Vivendo o espectro
Para além do preconceito, pessoas que convivem com diagnóstico autista
Ao ligar o brinquedo, Isaac, uma criança de três anos de idade, ficou agitado e começou a chorar. Depois desse episódio, a avó dele, Vera Maciel, começou a reparar que ambientes com muitas pessoas incomodavam o neto. Após o diagnóstico de Transtorno do Espectro Autista (TEA) nível II, houve uma preparação para lidar com a questão. “Ele tem dias alternados. Alguns passa muito bem, aproveita bastante o dia e interage.
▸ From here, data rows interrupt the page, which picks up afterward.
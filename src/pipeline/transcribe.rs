use std::sync::Arc;
use std::time::Duration;

use dashmap::DashMap;
use serde::{Deserialize, Serialize};
use tokio::sync::Mutex;
use tracing::{error, info};

use super::normalize::{pcm16_to_f32_bytes, waveform_summary, Normalizer};
use crate::broker::CorrelationBroker;
use crate::error::{LedgerError, PipelineError};
use crate::ledger::{BillingLedger, TransactionKind};

const WAVEFORM_BUCKETS: usize = 50;

/// What the caller declared about the uploaded audio.
#[derive(Debug, Clone, Copy, PartialEq, Eq, Serialize, Deserialize)]
#[serde(rename_all = "snake_case")]
pub enum AudioFormat {
    /// Already mono s16le PCM at the configured sample rate;
    /// conversion is skipped.
    RawPcm,
    /// Anything the normalizer can decode (ogg/opus, mp3, wav, ...).
    Encoded,
}

#[derive(Debug, Clone, Serialize)]
pub struct TranscriptResult {
    pub text: String,
    pub duration_seconds: f64,
    pub billed_seconds: i64,
    /// Amplitude summary of the normalized samples, for waveform
    /// rendering in clients.
    pub sound_wave: String,
}

/// Orchestrates one voice message end to end: normalize, check the
/// balance, publish to the STT worker, await the correlated reply,
/// debit on success.
pub struct TranscriptionPipeline {
    broker: Arc<CorrelationBroker>,
    normalizer: Arc<dyn Normalizer>,
    ledger: Arc<BillingLedger>,
    /// Serializes check-then-debit per user so concurrent requests
    /// cannot both pass the balance pre-check. Entries are pruned once
    /// the lock is uncontended.
    user_locks: DashMap<String, Arc<Mutex<()>>>,
    broker_timeout: Duration,
    sample_rate: u32,
}

impl TranscriptionPipeline {
    pub fn new(
        broker: Arc<CorrelationBroker>,
        normalizer: Arc<dyn Normalizer>,
        ledger: Arc<BillingLedger>,
        broker_timeout: Duration,
        sample_rate: u32,
    ) -> Self {
        Self {
            broker,
            normalizer,
            ledger,
            user_locks: DashMap::new(),
            broker_timeout,
            sample_rate,
        }
    }

    pub async fn transcribe(
        &self,
        user_id: &str,
        audio: &[u8],
        format: AudioFormat,
    ) -> Result<TranscriptResult, PipelineError> {
        let (pcm, reported_seconds) = match format {
            AudioFormat::RawPcm => (audio.to_vec(), None),
            AudioFormat::Encoded => {
                let normalized = self.normalizer.normalize(audio).await?;
                (normalized.pcm, normalized.processed_seconds)
            }
        };

        let sample_count = pcm.len() / 2;
        let sampled_duration = sample_count as f64 / self.sample_rate as f64;
        let duration_seconds = reported_seconds
            .map(|s| s as f64)
            .unwrap_or(sampled_duration);
        let estimated_seconds =
            reported_seconds.unwrap_or_else(|| sampled_duration.ceil() as i64);
        // Summarized from the normalized samples, never from the
        // uploaded container bytes.
        let sound_wave = waveform_summary(&pcm, WAVEFORM_BUCKETS);

        // Held across the broker round trip: for one user, the second
        // request must see the first one's debit before its own check.
        let lock = self.user_lock(user_id);
        let result = {
            let _guard = lock.lock().await;
            self.check_publish_debit(user_id, &pcm, estimated_seconds)
                .await
        };
        drop(lock);
        // The entry goes only when nobody holds or awaits the lock.
        self.user_locks
            .remove_if(user_id, |_, l| Arc::strong_count(l) == 1);

        let text = result?;
        Ok(TranscriptResult {
            text,
            duration_seconds,
            billed_seconds: estimated_seconds,
            sound_wave,
        })
    }

    async fn check_publish_debit(
        &self,
        user_id: &str,
        pcm: &[u8],
        estimated_seconds: i64,
    ) -> Result<String, PipelineError> {
        let available = self.ledger.balance(user_id).await?;
        if available < estimated_seconds {
            return Err(PipelineError::InsufficientBalance {
                needed: estimated_seconds,
                available,
            });
        }

        let samples = pcm16_to_f32_bytes(pcm);
        let reply = self
            .broker
            .publish_and_await(&samples, self.broker_timeout)
            .await?;

        if let Some(reason) = reply.error {
            return Err(PipelineError::TranscriptionFailed(reason));
        }
        let text = reply
            .result
            .ok_or_else(|| PipelineError::TranscriptionFailed("empty worker reply".to_string()))?;

        // Transcript delivery wins over strict atomicity: a failed debit
        // is logged for manual reconciliation, the text still goes back.
        match self
            .ledger
            .post(
                user_id,
                estimated_seconds,
                "voice transcription",
                TransactionKind::Credit,
            )
            .await
        {
            Ok(_) => {
                info!(
                    "billed {}s of transcription to user {}",
                    estimated_seconds, user_id
                );
            }
            Err(LedgerError::InsufficientFunds) => {
                // Unreachable while the per-user lock is held; recorded anyway.
                error!(
                    "balance dropped below {}s mid-pipeline for user {}; transcription not billed",
                    estimated_seconds, user_id
                );
            }
            Err(e) => {
                error!(
                    "ledger write failed after successful transcription for user {} ({}s): {}; \
                     flagged for manual reconciliation",
                    user_id, estimated_seconds, e
                );
            }
        }

        Ok(text)
    }

    /// Number of user ids currently holding a serialization lock entry.
    pub fn user_lock_entries(&self) -> usize {
        self.user_locks.len()
    }

    fn user_lock(&self, user_id: &str) -> Arc<Mutex<()>> {
        self.user_locks
            .entry(user_id.to_string())
            .or_insert_with(|| Arc::new(Mutex::new(())))
            .clone()
    }
}
use std::process::Stdio;
use std::time::Duration;

use async_trait::async_trait;
use tokio::io::AsyncWriteExt;
use tokio::process::Command;
use tracing::{debug, warn};

use crate::error::PipelineError;

/// Output of the normalization collaborator: 16kHz mono s16le PCM plus
/// the processed duration when the converter reported one.
pub struct NormalizedAudio {
    pub pcm: Vec<u8>,
    pub processed_seconds: Option<i64>,
}

/// Seam for the external format converter so the pipeline can be tested
/// without spawning a process.
#[async_trait]
pub trait Normalizer: Send + Sync {
    async fn normalize(&self, raw: &[u8]) -> Result<NormalizedAudio, PipelineError>;
}

/// ffmpeg subprocess normalizer: any input container to mono s16le PCM
/// at the configured sample rate on stdout, duration parsed from the
/// progress log.
pub struct FfmpegNormalizer {
    timeout: Duration,
    sample_rate: u32,
}

impl FfmpegNormalizer {
    pub fn new(timeout: Duration, sample_rate: u32) -> Self {
        Self {
            timeout,
            sample_rate,
        }
    }
}

#[async_trait]
impl Normalizer for FfmpegNormalizer {
    async fn normalize(&self, raw: &[u8]) -> Result<NormalizedAudio, PipelineError> {
        let rate = self.sample_rate.to_string();
        let mut child = Command::new("ffmpeg")
            .args([
                "-i", "pipe:0", "-acodec", "pcm_s16le", "-ar", rate.as_str(), "-ac", "1",
                "-vn", "-y", "-f", "s16le", "-",
            ])
            .stdin(Stdio::piped())
            .stdout(Stdio::piped())
            .stderr(Stdio::piped())
            .kill_on_drop(true)
            .spawn()
            .map_err(|e| PipelineError::ConversionFailed(format!("failed to spawn ffmpeg: {e}")))?;

        let mut stdin = child
            .stdin
            .take()
            .ok_or_else(|| PipelineError::ConversionFailed("ffmpeg stdin unavailable".into()))?;

        // Feed input from a separate task so a full stdout pipe cannot
        // deadlock against a full stdin pipe.
        let input = raw.to_vec();
        let writer = tokio::spawn(async move {
            if let Err(e) = stdin.write_all(&input).await {
                debug!("ffmpeg stdin write ended early: {}", e);
            }
        });

        // kill_on_drop reaps the child if the timeout wins.
        let output = match tokio::time::timeout(self.timeout, child.wait_with_output()).await {
            Ok(result) => result
                .map_err(|e| PipelineError::ConversionFailed(format!("ffmpeg failed: {e}")))?,
            Err(_) => {
                warn!("ffmpeg did not finish within {:?}, killing", self.timeout);
                return Err(PipelineError::ConversionFailed(format!(
                    "normalizer timed out after {:?}",
                    self.timeout
                )));
            }
        };
        writer.abort();

        if !output.status.success() {
            let stderr = String::from_utf8_lossy(&output.stderr);
            let tail: String = stderr.chars().rev().take(200).collect::<Vec<_>>()
                .into_iter().rev().collect();
            return Err(PipelineError::ConversionFailed(format!(
                "ffmpeg exited with {}: {}",
                output.status, tail
            )));
        }

        let processed_seconds = parse_processed_seconds(&output.stderr);

        Ok(NormalizedAudio {
            pcm: output.stdout,
            processed_seconds,
        })
    }
}

/// Extract the processed duration from ffmpeg's stderr progress log.
/// The last `time=HH:MM:SS.cc` field is the total, floored to whole
/// seconds.
pub fn parse_processed_seconds(stderr: &[u8]) -> Option<i64> {
    let text = String::from_utf8_lossy(stderr);
    let idx = text.rfind("time=")?;
    let field: String = text[idx + 5..]
        .chars()
        .take_while(|c| c.is_ascii_digit() || *c == ':' || *c == '.')
        .collect();

    let mut parts = field.splitn(3, ':');
    let hours: f64 = parts.next()?.parse().ok()?;
    let minutes: f64 = parts.next()?.parse().ok()?;
    let seconds: f64 = parts.next()?.parse().ok()?;

    Some((hours * 3600.0 + minutes * 60.0 + seconds).floor() as i64)
}

/// Convert s16le PCM bytes to normalized f32le bytes for the STT
/// worker (sample / 32768).
pub fn pcm16_to_f32_bytes(pcm: &[u8]) -> Vec<u8> {
    let mut out = Vec::with_capacity(pcm.len() * 2);
    for chunk in pcm.chunks_exact(2) {
        let sample = i16::from_le_bytes([chunk[0], chunk[1]]);
        let normalized = sample as f32 / 32768.0;
        out.extend_from_slice(&normalized.to_le_bytes());
    }
    out
}

/// Coarse per-bucket peak summary of a PCM clip, one digit (0-9) per
/// bucket, for waveform rendering in chat clients.
pub fn waveform_summary(pcm: &[u8], buckets: usize) -> String {
    if pcm.len() < 2 || buckets == 0 {
        return String::new();
    }

    let samples: Vec<i16> = pcm
        .chunks_exact(2)
        .map(|c| i16::from_le_bytes([c[0], c[1]]))
        .collect();

    let bucket_len = (samples.len() / buckets).max(1);
    samples
        .chunks(bucket_len)
        .take(buckets)
        .map(|bucket| {
            let peak = bucket.iter().map(|s| s.unsigned_abs() as u32).max().unwrap_or(0);
            let digit = (peak * 9) / i16::MAX as u32;
            char::from_digit(digit.min(9), 10).unwrap_or('0')
        })
        .collect()
}
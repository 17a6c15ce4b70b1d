// Copyright 2025 eraflo
//
// Licensed under the Apache License, Version 2.0 (the "License");
// you may not use this file except in compliance with the License.
// You may obtain a copy of the License at
//
//     http://www.apache.org/licenses/LICENSE-2.0
//
// Unless required by applicable law or agreed to in writing, software
// distributed under the License is distributed on an "AS IS" BASIS,
// WITHOUT WARRANTIES OR CONDITIONS OF ANY KIND, either express or implied.
// See the License for the specific language governing permissions and
// limitations under the License.

//! Renderer configuration.
//!
//! Every capacity in the scheduler is fixed at startup. The values live in a
//! [`RendererConfig`] that can be loaded from a RON file; fields left out of
//! the file keep their defaults.

use crate::error::ConfigurationError;
use serde::{Deserialize, Serialize};
use std::path::Path;

const MIB: u64 = 1024 * 1024;

/// Descriptor heap sizes, per view type.
#[derive(Debug, Clone, PartialEq, Eq, Serialize, Deserialize)]
#[serde(default)]
pub struct DescriptorCounts {
    /// Constant buffer views.
    pub cbv: u32,
    /// Shader resource views.
    pub srv: u32,
    /// Unordered access views.
    pub uav: u32,
    /// Depth stencil views.
    pub dsv: u32,
    /// Render target views.
    pub rtv: u32,
    /// Samplers.
    pub sampler: u32,
}

impl DescriptorCounts {
    /// Size of the combined CBV/SRV/UAV heap.
    pub fn cbv_srv_uav(&self) -> u32 {
        self.cbv + self.srv + self.uav
    }
}

impl Default for DescriptorCounts {
    fn default() -> Self {
        Self {
            cbv: 3000,
            srv: 3000,
            uav: 100,
            dsv: 100,
            rtv: 1000,
            sampler: 50,
        }
    }
}

/// Fixed capacities and feature settings of the renderer.
#[derive(Debug, Clone, PartialEq, Serialize, Deserialize)]
#[serde(default)]
pub struct RendererConfig {
    /// Descriptor heap sizes.
    pub descriptors: DescriptorCounts,
    /// Swap chain length. The scheduler uses one more frame slot than this.
    pub back_buffer_count: u32,
    /// Command buffers available to each frame slot.
    pub command_buffers_per_slot: u32,
    /// Size in bytes of the transient constant arena, shared by all slots.
    pub constant_arena_size: u64,
    /// Size in bytes of the static vertex/index/constant pool.
    pub static_pool_size: u64,
    /// Size in bytes of the staging heap used during loading.
    pub upload_heap_size: u64,
    /// Width and height of the shadow atlas; each quadrant is half of it.
    pub shadow_atlas_size: u32,
    /// Sample count of the multisampled color and depth targets; at least 2.
    pub msaa_samples: u32,
    /// Timestamp queries available per frame slot.
    pub timestamps_per_frame: u32,
    /// Whether the static pool lives in device memory and is filled by a copy.
    pub use_video_memory: bool,
}

impl Default for RendererConfig {
    fn default() -> Self {
        Self {
            descriptors: DescriptorCounts::default(),
            back_buffer_count: 2,
            command_buffers_per_slot: 8,
            constant_arena_size: 20 * MIB,
            static_pool_size: 128 * MIB,
            upload_heap_size: 64 * MIB,
            shadow_atlas_size: 2048,
            msaa_samples: 4,
            timestamps_per_frame: 128,
            use_video_memory: true,
        }
    }
}

impl RendererConfig {
    /// Number of rotating frame slots (`back_buffer_count + 1`).
    pub fn frame_slots(&self) -> usize {
        self.back_buffer_count as usize + 1
    }

    /// Parses a configuration from RON text and validates it.
    pub fn from_ron_str(text: &str) -> Result<Self, ConfigurationError> {
        let config: Self =
            ron::from_str(text).map_err(|e| ConfigurationError::InvalidConfig(e.to_string()))?;
        config.validate()?;
        Ok(config)
    }

    /// Reads and parses a RON configuration file.
    ///
    /// # Errors
    ///
    /// Returns [`ConfigurationError::InvalidConfig`] if the file cannot be read,
    /// does not parse, or fails [`validate`](Self::validate).
    pub fn load(path: impl AsRef<Path>) -> Result<Self, ConfigurationError> {
        let path = path.as_ref();
        let text = std::fs::read_to_string(path).map_err(|e| {
            ConfigurationError::InvalidConfig(format!("cannot read {}: {e}", path.display()))
        })?;
        let config = Self::from_ron_str(&text)?;
        log::info!("Loaded renderer configuration from {}", path.display());
        Ok(config)
    }

    /// Serializes the configuration as pretty-printed RON.
    pub fn to_ron_string(&self) -> Result<String, ConfigurationError> {
        ron::ser::to_string_pretty(self, ron::ser::PrettyConfig::default())
            .map_err(|e| ConfigurationError::InvalidConfig(e.to_string()))
    }

    /// Rejects capacities the scheduler cannot work with.
    pub fn validate(&self) -> Result<(), ConfigurationError> {
        let d = &self.descriptors;
        let checks: [(&str, bool); 12] = [
            ("back_buffer_count", self.back_buffer_count > 0),
            ("command_buffers_per_slot", self.command_buffers_per_slot > 0),
            ("constant_arena_size", self.constant_arena_size > 0),
            ("static_pool_size", self.static_pool_size > 0),
            ("upload_heap_size", self.upload_heap_size > 0),
            ("timestamps_per_frame", self.timestamps_per_frame > 0),
            ("descriptors.cbv_srv_uav", d.cbv_srv_uav() > 0),
            ("descriptors.dsv", d.dsv > 0),
            ("descriptors.rtv", d.rtv > 0),
            ("descriptors.sampler", d.sampler > 0),
            (
                "shadow_atlas_size",
                self.shadow_atlas_size >= 2 && self.shadow_atlas_size % 2 == 0,
            ),
            (
                "msaa_samples",
                self.msaa_samples >= 2 && self.msaa_samples.is_power_of_two(),
            ),
        ];
        if let Some((field, _)) = checks.iter().find(|(_, ok)| !ok) {
            return Err(ConfigurationError::InvalidConfig(format!(
                "{field} is out of range"
            )));
        }

        let per_slot = self.constant_arena_size / self.frame_slots() as u64;
        if per_slot < crate::CONSTANT_BUFFER_ALIGNMENT {
            return Err(ConfigurationError::InvalidConfig(format!(
                "constant_arena_size of {} bytes leaves less than one aligned allocation per frame slot",
                self.constant_arena_size
            )));
        }
        Ok(())
    }
}

#[cfg(test)]
mod tests {
    use super::*;
    use std::io::Write;

    #[test]
    fn test_defaults_are_valid() {
        let config = RendererConfig::default();
        assert!(config.validate().is_ok());
        assert_eq!(config.frame_slots(), 3);
        assert_eq!(config.descriptors.cbv_srv_uav(), 6100);
    }

    #[test]
    fn test_partial_ron_keeps_defaults() {
        let config = RendererConfig::from_ron_str("(back_buffer_count: 3, msaa_samples: 8)")
            .expect("valid config");
        assert_eq!(config.back_buffer_count, 3);
        assert_eq!(config.frame_slots(), 4);
        assert_eq!(config.msaa_samples, 8);
        assert_eq!(config.shadow_atlas_size, 2048);
        assert_eq!(config.descriptors.rtv, 1000);
    }

    #[test]
    fn test_zero_capacity_is_rejected() {
        let err = RendererConfig::from_ron_str("(descriptors: (rtv: 0))").unwrap_err();
        match err {
            ConfigurationError::InvalidConfig(msg) => assert!(msg.contains("descriptors.rtv")),
            other => panic!("unexpected error: {other:?}"),
        }
    }

    #[test]
    fn test_malformed_ron_is_rejected() {
        assert!(matches!(
            RendererConfig::from_ron_str("(back_buffer_count: \"two\")"),
            Err(ConfigurationError::InvalidConfig(_))
        ));
    }

    #[test]
    fn test_load_from_file_round_trip() {
        let mut config = RendererConfig::default();
        config.timestamps_per_frame = 64;
        config.use_video_memory = false;

        let mut file = tempfile::NamedTempFile::new().unwrap();
        file.write_all(config.to_ron_string().unwrap().as_bytes())
            .unwrap();

        let loaded = RendererConfig::load(file.path()).unwrap();
        assert_eq!(loaded, config);
    }

    #[test]
    fn test_load_missing_file() {
        let dir = tempfile::tempdir().unwrap();
        let err = RendererConfig::load(dir.path().join("missing.ron")).unwrap_err();
        assert!(matches!(err, ConfigurationError::InvalidConfig(_)));
    }
}
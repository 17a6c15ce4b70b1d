// Copyright 2025 eraflo
//
// Licensed under the Apache License, Version 2.0 (the "License");
// you may not use this file except in compliance with the License.
// You may obtain a copy of the License at
//
//     http://www.apache.org/licenses/LICENSE-2.0
//
// Unless required by applicable law or agreed to in writing, software
// distributed under the License is distributed on an "AS IS" BASIS,
// WITHOUT WARRANTIES OR CONDITIONS OF ANY KIND, either express or implied.
// See the License for the specific language governing permissions and
// limitations under the License.

//! Frame orchestration.
//!
//! A frame is recorded into two command buffers. The first holds everything
//! up to the MSAA resolve and is submitted before the orchestrator waits for
//! the swap chain; the second composites into the back buffer and is
//! submitted once it is ready.

mod lanes;
mod orchestrator;
mod recorder;
mod targets;

pub use orchestrator::{FrameOrchestrator, FrameStats};
pub use recorder::FRUSTUM_COLOR;
pub use targets::{
    RenderTargets, TargetFormats, TargetTextures, TargetViews, AMBIENT_OCCLUSION_FORMAT,
    DEPTH_FORMAT, HDR_FORMAT, NORMAL_FORMAT,
};
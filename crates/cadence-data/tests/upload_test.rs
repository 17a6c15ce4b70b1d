// Copyright 2025 eraflo
//
// Licensed under the Apache License, Version 2.0 (the "License");
// you may not use this file except in compliance with the License.
// You may obtain a copy of the License at
//
//     http://www.apache.org/licenses/LICENSE-2.0
//
// Unless required by applicable law or agreed to in writing, software
// distributed under the License is distributed on an "AS IS" BASIS,
// WITHOUT WARRANTIES OR CONDITIONS OF ANY KIND, either express or implied.
// See the License for the specific language governing permissions and
// limitations under the License.

use cadence_core::{
    ConfigurationError, GraphicsDevice, RenderError, RendererConfig, ResourceState, TextureDescriptor,
    TextureFormat, TextureUsage,
};
use cadence_data::{RenderContext, TrackedTexture};
use cadence_infra::HeadlessDevice;
use std::sync::Arc;

fn config() -> RendererConfig {
    RendererConfig {
        constant_arena_size: 3 * 4096,
        static_pool_size: 1 << 16,
        upload_heap_size: 1 << 16,
        use_video_memory: true,
        ..RendererConfig::default()
    }
}

#[test]
fn test_staged_geometry_and_textures_reach_the_gpu() {
    // --- 1. ARRANGE ---
    let device = HeadlessDevice::deferred();
    let mut context = RenderContext::new(Arc::new(device.clone()), config()).unwrap();
    let dev = context.device.clone();

    let vertices: Vec<u8> = (0..96u8).collect();
    let mesh = context
        .static_pool
        .allocate_with_data(dev.as_ref(), &vertices)
        .unwrap();

    let mut albedo = TrackedTexture::create(
        dev.as_ref(),
        &TextureDescriptor::new_2d(
            "albedo",
            8,
            8,
            TextureFormat::Rgba8Unorm,
            TextureUsage::SHADER_RESOURCE | TextureUsage::COPY_DST,
            ResourceState::CopyDest,
        ),
    )
    .unwrap();
    let texels = context
        .upload_heap
        .stage(dev.as_ref(), &[0x7F; 256], 512)
        .unwrap();

    // --- 2. ACT ---
    context
        .upload_heap
        .copy_to_texture(dev.as_ref(), &texels, &mut albedo)
        .unwrap();
    let encoder = context.upload_heap.encoder(dev.as_ref()).unwrap();
    context.static_pool.upload_data(encoder).unwrap();
    context.upload_heap.flush_and_wait(dev.as_ref()).unwrap();
    context.upload_heap.release(dev.as_ref());
    context.static_pool.free_upload_heap(dev.as_ref());

    // --- 3. ASSERT ---
    let video = context.static_pool.gpu_buffer().unwrap();
    let contents = device.buffer_contents(video).unwrap();
    assert_eq!(&contents[mesh.offset as usize..][..96], vertices.as_slice());
    assert_eq!(device.texture_uploaded_bytes(albedo.id()), Some(256));
    assert_eq!(albedo.state(), ResourceState::PixelShaderResource);
    assert_eq!(device.completed_fence_value(), device.signaled_fence_value());

    assert!(context.upload_heap.is_released());
    assert!(!context.static_pool.has_staging());

    albedo.destroy(dev.as_ref());
    context.destroy();
    assert_eq!(device.live_buffers(), 0);
    assert_eq!(device.live_textures(), 0);
}

#[test]
fn test_released_heap_rejects_new_allocations() {
    let device = HeadlessDevice::default();
    let mut context = RenderContext::new(Arc::new(device), config()).unwrap();
    let dev = context.device.clone();

    context.upload_heap.release(dev.as_ref());
    let result = context.upload_heap.allocate(16, 16);
    assert!(matches!(
        result,
        Err(RenderError::Configuration(ConfigurationError::UploadHeapReleased))
    ));

    context.upload_heap.reopen(dev.as_ref()).unwrap();
    assert!(context.upload_heap.allocate(16, 16).is_ok());
    context.destroy();
}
Em outros, é mais nervoso, sonolento e quieto”, relata.
Segundo o Instituto Neuro Saber, no nível II há maior dificuldade com habilidades sociais e pode haver comprometimento da comunicação verbal. Além disso, esse nível também pode comprometer o contato visual e a dificuldade de expressar emoções pela fala ou por expressões faciais.
As questões enfrentadas por Isaac são de outra ordem. A avó dele conta que há muita instabilidade: “Ele adora brincar, principalmente com jogos educativos, aqueles que são de encaixe, quebra-cabeças, cubos e assistir desenhos. Em relação ao que ele não gosta, é de mudar de rotina, ir em lugares com muito tumulto e, é difícil ele aceitar um não”.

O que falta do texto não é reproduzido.